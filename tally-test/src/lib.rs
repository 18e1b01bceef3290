// Integration test utilities and fixtures for Tally.

use std::path::{Path, PathBuf};

use tally_core::config::{StorageBackend, StorageSection, TallyConfig};
use tally_core::questionnaire::{AnswerKind, join_multi, questions};
use tally_core::session::SurveySession;
use tally_core::store::{ResponseStore, open_store};
use tally_core::types::Answers;

/// Both storage backends, for tests that must behave identically on each.
pub const BACKENDS: [StorageBackend; 2] = [StorageBackend::Csv, StorageBackend::Sqlite];

/// A complete, valid set of base answers. Different `variant`s pick
/// different labels, so records can be told apart.
pub fn sample_answers(variant: usize) -> Answers {
    questions()
        .iter()
        .filter(|q| q.required)
        .map(|q| {
            let pick = |offset: usize| q.options[(variant + offset) % q.options.len()];
            let value = match q.kind {
                AnswerKind::Multi if variant % 2 == 1 => join_multi(&[pick(0), pick(1)]),
                AnswerKind::Text => format!("resposta {variant}"),
                _ => pick(0).to_string(),
            };
            (q.field.to_string(), value)
        })
        .collect()
}

/// [`sample_answers`] plus extra fields.
pub fn answers_with(variant: usize, extra: &[(&str, &str)]) -> Answers {
    let mut answers = sample_answers(variant);
    for (field, value) in extra {
        answers.insert((*field).to_string(), (*value).to_string());
    }
    answers
}

/// Answers from a JSON object of string values.
pub fn answers_from_json(value: &serde_json::Value) -> anyhow::Result<Answers> {
    let object = value
        .as_object()
        .ok_or_else(|| anyhow::anyhow!("expected a JSON object"))?;
    object
        .iter()
        .map(|(k, v)| {
            let s = v
                .as_str()
                .ok_or_else(|| anyhow::anyhow!("{k}: expected a string"))?;
            Ok((k.clone(), s.to_string()))
        })
        .collect()
}

/// A store location in a temporary directory. Every [`TestStore::open`]
/// builds a fresh handle, which is how tests simulate a restart.
#[derive(Debug)]
pub struct TestStore {
    pub dir: tempfile::TempDir,
    pub backend: StorageBackend,
}

impl TestStore {
    pub fn new(backend: StorageBackend) -> Self {
        let dir = tempfile::tempdir().expect("create tempdir");
        Self { dir, backend }
    }

    pub fn csv() -> Self {
        Self::new(StorageBackend::Csv)
    }

    pub fn sqlite() -> Self {
        Self::new(StorageBackend::Sqlite)
    }

    /// Path of the backing file or database.
    pub fn path(&self) -> PathBuf {
        self.dir.path().join(self.backend.default_path())
    }

    pub fn storage(&self) -> StorageSection {
        StorageSection {
            backend: self.backend,
            path: Some(self.path()),
        }
    }

    pub fn open(&self) -> Box<dyn ResponseStore> {
        open_store(&self.storage()).expect("open store")
    }

    pub fn session(&self) -> SurveySession {
        SurveySession::new(self.open())
    }

    /// Write a `tally.toml` pointing at this store and return its path.
    pub fn write_config(&self) -> anyhow::Result<PathBuf> {
        let config = TallyConfig {
            storage: StorageSection {
                backend: self.backend,
                path: Some(PathBuf::from(self.backend.default_path())),
            },
            ..TallyConfig::default()
        };
        let path = self.dir.path().join("tally.toml");
        std::fs::write(&path, config.to_toml_string()?)?;
        Ok(path)
    }

    /// Replace the backing data with bytes no backend can parse.
    pub fn corrupt(&self) -> anyhow::Result<()> {
        write_garbage(&self.path())
    }
}

fn write_garbage(path: &Path) -> anyhow::Result<()> {
    let garbage = match path.extension().and_then(|e| e.to_str()) {
        Some("csv") => "not,a,survey\n1,2,3,4,5\n",
        _ => "this is not a database file, just text",
    };
    std::fs::write(path, garbage)?;
    Ok(())
}
pub mod analyze;
pub mod chart;
pub mod init;
pub mod list;
pub mod questions;
pub mod status;
pub mod submit;

use std::path::Path;

use anyhow::Context;
use clap::Subcommand;

use tally_core::config::TallyConfig;
use tally_core::session::SurveySession;
use tally_core::store::open_store;

#[derive(Subcommand, Debug)]
pub enum Command {
    /// Write a config file and create the empty response store
    Init(init::InitArgs),
    /// Record one questionnaire response
    Submit(submit::SubmitArgs),
    /// List every question with its allowed answers
    Questions(questions::QuestionsArgs),
    /// Show the store backend, size and schema
    Status(status::StatusArgs),
    /// Print every stored response
    List(list::ListArgs),
    /// Bar charts of answer distributions
    Chart(chart::ChartArgs),
    /// Cluster the responses and project them onto two dimensions
    Analyze(analyze::AnalyzeArgs),
}

pub fn run(cmd: Command, config_path: &Path) -> anyhow::Result<()> {
    match cmd {
        Command::Init(args) => init::run(args, config_path),
        Command::Submit(args) => submit::run(args, config_path),
        Command::Questions(args) => questions::run(&args),
        Command::Status(args) => status::run(&args, config_path),
        Command::List(args) => list::run(&args, config_path),
        Command::Chart(args) => chart::run(&args, config_path),
        Command::Analyze(args) => analyze::run(&args, config_path),
    }
}

pub(crate) fn load_config(path: &Path) -> anyhow::Result<TallyConfig> {
    TallyConfig::load(path).with_context(|| format!("Cannot load config: {}", path.display()))
}

/// Load the config and open a session over its store.
pub(crate) fn open_session(config_path: &Path) -> anyhow::Result<(TallyConfig, SurveySession)> {
    let config = load_config(config_path)?;
    let path = config.storage.path();
    let store = open_store(&config.storage)
        .with_context(|| format!("Cannot open response store: {}", path.display()))?;
    Ok((config, SurveySession::new(store)))
}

• Instructions to follow:
Copy every line of the records above exactly.

• Output:
filename tally-test/src/lib.rs
repository 18e1b01bceef3290
// Integration test utilities and fixtures for Tally.

use std::path::{Path, PathBuf};

use tally_core::config::{StorageBackend, StorageSection, TallyConfig};
use tally_core::questionnaire::{AnswerKind, join_multi, questions};
use tally_core::session::SurveySession;
use tally_core::store::{ResponseStore, open_store};
use tally_core::types::Answers;

/// Both storage backends, for tests that must behave identically on each.
pub const BACKENDS: [StorageBackend; 2] = [StorageBackend::Csv, StorageBackend::Sqlite];

/// A complete, valid set of base answers. Different `variant`s pick
/// different labels, so records can be told apart.
pub fn sample_answers(variant: usize) -> Answers {
    questions()
        .iter()
        .filter(|q| q.required)
        .map(|q| {
            let pick = |offset: usize| q.options[(variant + offset) % q.options.len()];
            let value = match q.kind {
                AnswerKind::Multi if variant % 2 == 1 => join_multi(&[pick(0), pick(1)]),
                AnswerKind::Text => format!("resposta {variant}"),
                _ => pick(0).to_string(),
            };
            (q.field.to_string(), value)
        })
        .collect()
}

/// [`sample_answers`] plus extra fields.
pub fn answers_with(variant: usize, extra: &[(&str, &str)]) -> Answers {
    let mut answers = sample_answers(variant);
    for (field, value) in extra {
        answers.insert((*field).to_string(), (*value).to_string());
    }
    answers
}

/// Answers from a JSON object of string values.
pub fn answers_from_json(value: &serde_json::Value) -> anyhow::Result<Answers> {
    let object = value
        .as_object()
        .ok_or_else(|| anyhow::anyhow!("expected a JSON object"))?;
    object
        .iter()
        .map(|(k, v)| {
            let s = v
                .as_str()
                .ok_or_else(|| anyhow::anyhow!("{k}: expected a string"))?;
            Ok((k.clone(), s.to_string()))
        })
        .collect()
}

/// A store location in a temporary directory. Every [`TestStore::open`]
/// builds a fresh handle, which is how tests simulate a restart.
#[derive(Debug)]
pub struct TestStore {
    pub dir: tempfile::TempDir,
    pub backend: StorageBackend,
}

impl TestStore {
    pub fn new(backend: StorageBackend) -> Self {
        let dir = tempfile::tempdir().expect("create tempdir");
        Self { dir, backend }
    }

    pub fn csv() -> Self {
        Self::new(StorageBackend::Csv)
    }

    pub fn sqlite() -> Self {
        Self::new(StorageBackend::Sqlite)
    }

    /// Path of the backing file or database.
    pub fn path(&self) -> PathBuf {
        self.dir.path().join(self.backend.default_path())
    }

    pub fn storage(&self) -> StorageSection {
        StorageSection {
            backend: self.backend,
            path: Some(self.path()),
        }
    }

    pub fn open(&self) -> Box<dyn ResponseStore> {
        open_store(&self.storage()).expect("open store")
    }

    pub fn session(&self) -> SurveySession {
        SurveySession::new(self.open())
    }

    /// Write a `tally.toml` pointing at this store and return its path.
    pub fn write_config(&self) -> anyhow::Result<PathBuf> {
        let config = TallyConfig {
            storage: StorageSection {
                backend: self.backend,
                path: Some(PathBuf::from(self.backend.default_path())),
            },
            ..TallyConfig::default()
        };
        let path = self.dir.path().join("tally.toml");
        std::fs::write(&path, config.to_toml_string()?)?;
        Ok(path)
    }

    /// Replace the backing data with bytes no backend can parse.
    pub fn corrupt(&self) -> anyhow::Result<()> {
        write_garbage(&self.path())
    }
}

fn write_garbage(path: &Path) -> anyhow::Result<()> {
    let garbage = match path.extension().and_then(|e| e.to_str()) {
        Some("csv") => "not,a,survey\n1,2,3,4,5\n",
        _ => "this is not a database file, just text",
    };
    std::fs::write(path, garbage)?;
    Ok(())
}
pub mod analyze;
pub mod chart;
pub mod init;
pub mod list;
pub mod questions;
pub mod status;
pub mod submit;

use std::path::Path;

use anyhow::Context;
use clap::Subcommand;

use tally_core::config::TallyConfig;
use tally_core::session::SurveySession;
use tally_core::store::open_store;

#[derive(Subcommand, Debug)]
pub enum Command {
    /// Write a config file and create the empty response store
    Init(init::InitArgs),
    /// Record one questionnaire response
    Submit(submit::SubmitArgs),
    /// List every question with its allowed answers
    Questions(questions::QuestionsArgs),
    /// Show the store backend, size and schema
    Status(status::StatusArgs),
    /// Print every stored response
    List(list::ListArgs),
    /// Bar charts of answer distributions
    Chart(chart::ChartArgs),
    /// Cluster the responses and project them onto two dimensions
    Analyze(analyze::AnalyzeArgs),
}

pub fn run(cmd: Command, config_path: &Path) -> anyhow::Result<()> {
    match cmd {
        Command::Init(args) => init::run(args, config_path),
        Command::Submit(args) => submit::run(args, config_path),
        Command::Questions(args) => questions::run(&args),
        Command::Status(args) => status::run(&args, config_path),
        Command::List(args) => list::run(&args, config_path),
        Command::Chart(args) => chart::run(&args, config_path),
        Command::Analyze(args) => analyze::run(&args, config_path),
    }
}

pub(crate) fn load_config(path: &Path) -> anyhow::Result<TallyConfig> {
    TallyConfig::load(path).with_context(|| format!("Cannot load config: {}", path.display()))
}

/// Load the config and open a session over its store.
pub(crate) fn open_session(config_path: &Path) -> anyhow::Result<(TallyConfig, SurveySession)> {
    let config = load_config(config_path)?;
    let path = config.storage.path();
    let store = open_store(&config.storage)
        .with_context(|| format!("Cannot open response store: {}", path.display()))?;
    Ok((config, SurveySession::new(store)))
}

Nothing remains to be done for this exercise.